# what's Uber's policy on making stops or going to a drive thru?



## Lee239 (Mar 24, 2017)

is it up to the driver's discretion and their choice? 

I don't need 9 cents a minute so thanks but no thanks I will give you 1 star and accept it, I'm not your slave, I am Ubers slave until they set me free.


----------



## JimKE (Oct 28, 2016)

They have no policy on stops as far as I know. It's up to you. 

I would not do a drive through personally, although some do. I make stops occasionally, depending on how busy it is, the pax, and the time and nature of the stop.
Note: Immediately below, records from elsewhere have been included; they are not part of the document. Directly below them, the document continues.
use bitcoin::Amount;
use thiserror::Error as ThisError;

#[derive(ThisError, Debug)]
pub enum Error {
    #[error("No UTXOs provided to fund the channel")]
    NoInputs,
    #[error("Funding amount must be greater than zero")]
    ZeroFunding,
    #[error("Insufficient funds: inputs {inputs}, outputs {outputs}")]
    InsufficientFunds { inputs: Amount, outputs: Amount },
    #[error("Amount overflow")]
    AmountOverflow,
    #[error("Invalid amount: {0}")]
    InvalidAmount(String),
    #[error("Invalid asset id: {0}")]
    InvalidAssetId(String),
    #[error("Input count mismatch: {inputs} inputs, {utxos} utxos")]
    InputCountMismatch { inputs: usize, utxos: usize },
    #[error("Output {0} was left unfilled")]
    UnfilledOutput(usize),
    #[error("Key derivation error: {0}")]
    KeyDerivation(#[from] bitcoin::bip32::Error),
    #[error("Script error: {0}")]
    Script(#[from] bitcoin::script::PushBytesError),
    #[error("Proof encoding failed: {0}")]
    Encoding(#[from] ciborium::ser::Error<std::io::Error>),
    #[error("Hex decode error: {0}")]
    Hex(#[from] hex::FromHexError),
}

pub type Result<T, E = Error> = std::result::Result<T, E>;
Lyft, on the other hand, allows the pax to put a stop into their route at the start. I haven't had one of those yet, but I'm really going to be looking at those carefully.


----------



## DelaJoe (Aug 11, 2015)

I make stops all the time. Sometimes these yield some nice tips. Last night I got $20 for making a stop and a soft pretzel.


----------



## Adam-St (Feb 14, 2017)

If they want me to stop its $5 up front. It may be rude but my bills don't get paid sitting in a drive thru with some dumb drunk. 
I do nicely explain that "time" is only paid @ 9cents a minute (most people get it)


----------



## Amsoil Uber Connect (Jan 14, 2015)

^^^ And take out the service flee 20-25% you instantly go negative earning.


----------



## Uberyouber (Jan 16, 2017)

We get 10 cents in Dallas !


----------



## Amsoil Uber Connect (Jan 14, 2015)

My policy is 2* on uber and 2 or 3 on Lyft. 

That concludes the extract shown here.